Using third-party package may impose several risks to your system. First of all, especially the proprietary software packages often seem to be built by people not aware of common packaging practices or the Filesystem Hierarchy Standard. Furthermore, some packages serve multiple distributions, resulting in a bad packages doing things "the wrong way", in many cases with huge post-install scripts. Packages sometimes even conflict with the base distribution.

This talk will give some real-life examples of what is wrong with certain third-party packages. Then a few methodes to solve, avoid, or at least minimize the problems are shown. The main purpose of the talk is to create awareness of the risks, so that someone can decide how to deal with it in their particular environment.

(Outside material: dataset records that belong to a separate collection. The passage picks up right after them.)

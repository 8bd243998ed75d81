//! CPU platform implementation

use crate::runtime::{Platform, PlatformInfo};

/// Default row transfer granularity in bytes (one 256-bit vector)
pub const DEFAULT_TRANSFER_GRANULARITY: usize = 32;

/// The host CPU seen as a set of execution units.
///
/// Unit count is rayon's thread count when the `rayon` feature is on,
/// otherwise `std::thread::available_parallelism`. A fixed count can be forced
/// with [`CpuPlatform::with_units`].
#[derive(Clone, Debug)]
pub struct CpuPlatform {
    units: Option<usize>,
    transfer_granularity: usize,
}

impl Default for CpuPlatform {
    fn default() -> Self {
        Self::new()
    }
}

impl CpuPlatform {
    /// Create a CPU platform that reports the host's parallelism
    pub fn new() -> Self {
        Self {
            units: None,
            transfer_granularity: DEFAULT_TRANSFER_GRANULARITY,
        }
    }

    /// Report exactly `units` execution units
    pub fn with_units(mut self, units: usize) -> Self {
        self.units = Some(units);
        self
    }

    /// Report a different transfer granularity (bytes)
    pub fn with_transfer_granularity(mut self, bytes: usize) -> Self {
        self.transfer_granularity = bytes;
        self
    }
}

impl Platform for CpuPlatform {
    fn name(&self) -> &'static str {
        "cpu"
    }

    fn query(&self) -> Option<PlatformInfo> {
        let units = match self.units {
            Some(u) => u,
            None => host_units()?,
        };
        Some(PlatformInfo::new(units, self.transfer_granularity))
    }
}

#[cfg(feature = "rayon")]
fn host_units() -> Option<usize> {
    Some(rayon::current_num_threads())
}

#[cfg(not(feature = "rayon"))]
fn host_units() -> Option<usize> {
    std::thread::available_parallelism().ok().map(|n| n.get())
}

#[cfg(test)]
mod tests {
    use super::*;

    #[test]
    fn test_host_query_has_units() {
        let info = CpuPlatform::new().query().unwrap();
        assert!(info.units >= 1);
        assert_eq!(info.transfer_granularity, DEFAULT_TRANSFER_GRANULARITY);
    }

    #[test]
    fn test_forced_units() {
        let info = CpuPlatform::new()
            .with_units(7)
            .with_transfer_granularity(64)
            .query()
            .unwrap();
        assert_eq!(info, PlatformInfo::new(7, 64));
    }
}
//! Distance computation operations.
//!
//! This module defines the `DistanceOps` trait and the exponent regimes the
//! Minkowski kernel specializes on.

use crate::dtype::Element;
use crate::error::Result;
use crate::matrix::MatrixRef;

/// Computational regime for a Minkowski exponent `p`.
#[derive(Debug, Clone, Copy, PartialEq, Default)]
pub enum Exponent {
    /// p = 1: sum(|x - y|)
    Manhattan,
    /// p = 2: sqrt(sum((x - y)^2)), the default
    #[default]
    Euclidean,
    /// p = +inf: max(|x - y|)
    Chebyshev,
    /// Any other p: sum(exp(p * ln(|x - y| + eps))), rooted per [`RootMode`]
    Power(f32),
}

impl Exponent {
    /// Classify `p` into its regime
    pub fn from_p(p: f32) -> Self {
        if p == 1.0 {
            Exponent::Manhattan
        } else if p == 2.0 {
            Exponent::Euclidean
        } else if p == f32::INFINITY {
            Exponent::Chebyshev
        } else {
            Exponent::Power(p)
        }
    }

    /// The exponent value
    pub fn p(&self) -> f32 {
        match self {
            Exponent::Manhattan => 1.0,
            Exponent::Euclidean => 2.0,
            Exponent::Chebyshev => f32::INFINITY,
            Exponent::Power(p) => *p,
        }
    }

    /// Returns the name of the regime for log and error messages.
    pub fn name(&self) -> &'static str {
        match self {
            Exponent::Manhattan => "manhattan",
            Exponent::Euclidean => "euclidean",
            Exponent::Chebyshev => "chebyshev",
            Exponent::Power(_) => "minkowski",
        }
    }
}

/// Whether the general-p path takes the final `1/p` root.
///
/// `Apply` yields the Minkowski distance `(sum |d|^p)^(1/p)`. `PowerSumOnly`
/// stops at `sum |d|^p`, matching kernels that leave the root to the caller.
/// p = 1, p = 2 and p = inf are unaffected.
#[derive(Debug, Clone, Copy, PartialEq, Eq, Default)]
pub enum RootMode {
    /// Take the `1/p` root (Minkowski distance)
    #[default]
    Apply,
    /// Return the raw power sum
    PowerSumOnly,
}

/// Distance computation operations.
///
/// # Data Types
///
/// F32 and F64 always; F16 with the `f16` feature. Reduced-precision inputs
/// are accumulated in f32.
pub trait DistanceOps {
    /// Compute pairwise distances within a single point set (condensed form).
    ///
    /// # Arguments
    ///
    /// * `x` - Point set with shape (n, m)
    /// * `p` - Minkowski exponent, `> 0`; `f32::INFINITY` for Chebyshev
    ///
    /// # Returns
    ///
    /// Condensed distance vector of length n*(n-1)/2:
    /// [d(0,1), d(0,2), ..., d(0,n-1), d(1,2), ..., d(n-2,n-1)].
    /// A single point yields an empty vector.
    ///
    /// # Errors
    ///
    /// Returns `Error::InvalidArgument` if `p` is NaN or not positive, and
    /// `Error::PlatformUnavailable` if the backend cannot describe itself.
    ///
    /// # Examples
    ///
    /// ```
    /// use pdistr::prelude::*;
    ///
    /// let data = [0.0f32, 0.0, 3.0, 4.0, 0.0, 0.0];
    /// let x = MatrixRef::new(&data, 3, 2)?;
    /// let d = CpuClient::new().pdist(x, 2.0)?;
    /// assert_eq!(d, vec![5.0, 0.0, 5.0]);
    /// # Ok::<(), pdistr::error::Error>(())
    /// ```
    fn pdist<T: Element>(&self, x: MatrixRef<'_, T>, p: f32) -> Result<Vec<T>>;

    /// Compute pairwise distances into a caller-provided condensed vector.
    ///
    /// # Errors
    ///
    /// As [`DistanceOps::pdist`], plus `Error::InvalidShape` if
    /// `out.len() != n*(n-1)/2`. On error `out` is untouched.
    fn pdist_into<T: Element>(&self, x: MatrixRef<'_, T>, p: f32, out: &mut [T]) -> Result<()>;

    /// Convert a condensed distance vector to a square distance matrix.
    ///
    /// Returns `n * n` elements, row-major, symmetric, zero diagonal.
    ///
    /// # Errors
    ///
    /// Returns `Error::InvalidShape` if `condensed.len() != n*(n-1)/2`.
    fn squareform<T: Element>(&self, condensed: &[T], n: usize) -> Result<Vec<T>>;

    /// Convert a square distance matrix to condensed form.
    ///
    /// # Errors
    ///
    /// Returns `Error::InvalidShape` if `square` is not `n × n`.
    fn squareform_inverse<T: Element>(&self, square: MatrixRef<'_, T>) -> Result<Vec<T>>;
}

#[cfg(test)]
mod tests {
    use super::*;

    #[test]
    fn test_from_p() {
        assert_eq!(Exponent::from_p(1.0), Exponent::Manhattan);
        assert_eq!(Exponent::from_p(2.0), Exponent::Euclidean);
        assert_eq!(Exponent::from_p(f32::INFINITY), Exponent::Chebyshev);
        assert_eq!(Exponent::from_p(3.0), Exponent::Power(3.0));
        assert_eq!(Exponent::from_p(0.5).p(), 0.5);
    }

    #[test]
    fn test_defaults() {
        assert_eq!(Exponent::default().p(), 2.0);
        assert_eq!(RootMode::default(), RootMode::Apply);
    }
}
//! # pdistr
//!
//! **Condensed pairwise Minkowski distances with communication-free parallel tiling.**
//!
//! For N vectors of dimension M, pdistr computes `dist(x_i, x_j)` under the
//! L_p norm for every pair `i < j` and stores the results in a condensed
//! vector of length `N(N-1)/2` instead of a full symmetric matrix.
//!
//! ## How it is computed
//!
//! 1. **Plan** ([`tiling::plan`]): pad the row length to the platform's
//!    transfer granularity and decide how many execution units to activate.
//!    The result is a small immutable [`tiling::PdistTiling`].
//! 2. **Partition** ([`tiling::CyclicPartition`]): unit `u` of `U` owns rows
//!    `u, u+U, u+2U, ...` and every pair whose smaller index it owns.
//! 3. **Compute** ([`runtime::cpu::kernels::pdist_kernel`]): each unit streams
//!    its rows through local zero-padded buffers and writes each distance at
//!    `i*(2N-i-1)/2 + (j-i-1)`. Units write disjoint output ranges, so there
//!    is no merge step and no locking.
//!
//! ## Quick Start
//!
//! ```rust
//! use pdistr::prelude::*;
//!
//! let data = [0.0f32, 0.0, 3.0, 4.0, 0.0, 0.0];
//! let x = MatrixRef::new(&data, 3, 2)?;
//! let client = CpuClient::new();
//!
//! assert_eq!(client.pdist(x, 2.0)?, vec![5.0, 0.0, 5.0]);
//! assert_eq!(client.pdist(x, 1.0)?, vec![7.0, 0.0, 7.0]);
//! # Ok::<(), pdistr::error::Error>(())
//! ```
//!
//! ## Feature Flags
//!
//! - `rayon` (default): run execution units on the rayon thread pool
//! - `f16`: half-precision inputs (`half::f16`), accumulated in f32

#![warn(missing_docs)]
#![warn(clippy::all)]

pub mod dtype;
pub mod error;
pub mod matrix;
pub mod ops;
pub mod runtime;
pub mod tiling;

/// Prelude module for convenient imports
pub mod prelude {
    pub use crate::dtype::{DType, Element};
    pub use crate::error::{Error, Result};
    pub use crate::matrix::MatrixRef;
    pub use crate::ops::{DistanceOps, Exponent, RootMode};
    pub use crate::runtime::cpu::{CpuClient, CpuPlatform, ParallelismConfig};
    pub use crate::runtime::{Platform, PlatformInfo};
    pub use crate::tiling::PdistTiling;
}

Although this talk will focus on RPM packages and repositories, most of the theory will also apply to the dpkg/apt world.

Über den Autor Jos Vos:

Jos Vos is owner/co-founder of X/OS Experts in Open Systems BV.
He has more than 25 years of experience in research, development and
consulting in the field of systems software, Internet and security.
UNIX has been central in his academic and professional life, he feels
privileged for never having used a Windows machine so far.

His operating system of choice since 1994 is Linux. In the Linux
community he is best known for writing ipfwadm and part of the
firewall code in the 2.0 kernel. He also was the core developer
of X/OS Linux, a freely available enterprise-class distribution
based on the Red Hat Enterprise Linux sources.

His company X/OS acts as a knowledge partner, working together with
clients on projects that require in-depth knowledge of UNIX and Open
Source. Consulting work deals primarily with IT architectures,
advanced system administration topics and integration issues. It is
often combined with custom software development to implement a
tailor-made solution for the client, from glue code to complete
applications.

In addition to sharing knowledge, X/OS offers open, standards-based
solutions built on top of Linux and Open Source software. Products
include customizable firewall/VPN appliances, point-of-sale terminals,
high-availability clusters and Linux support services.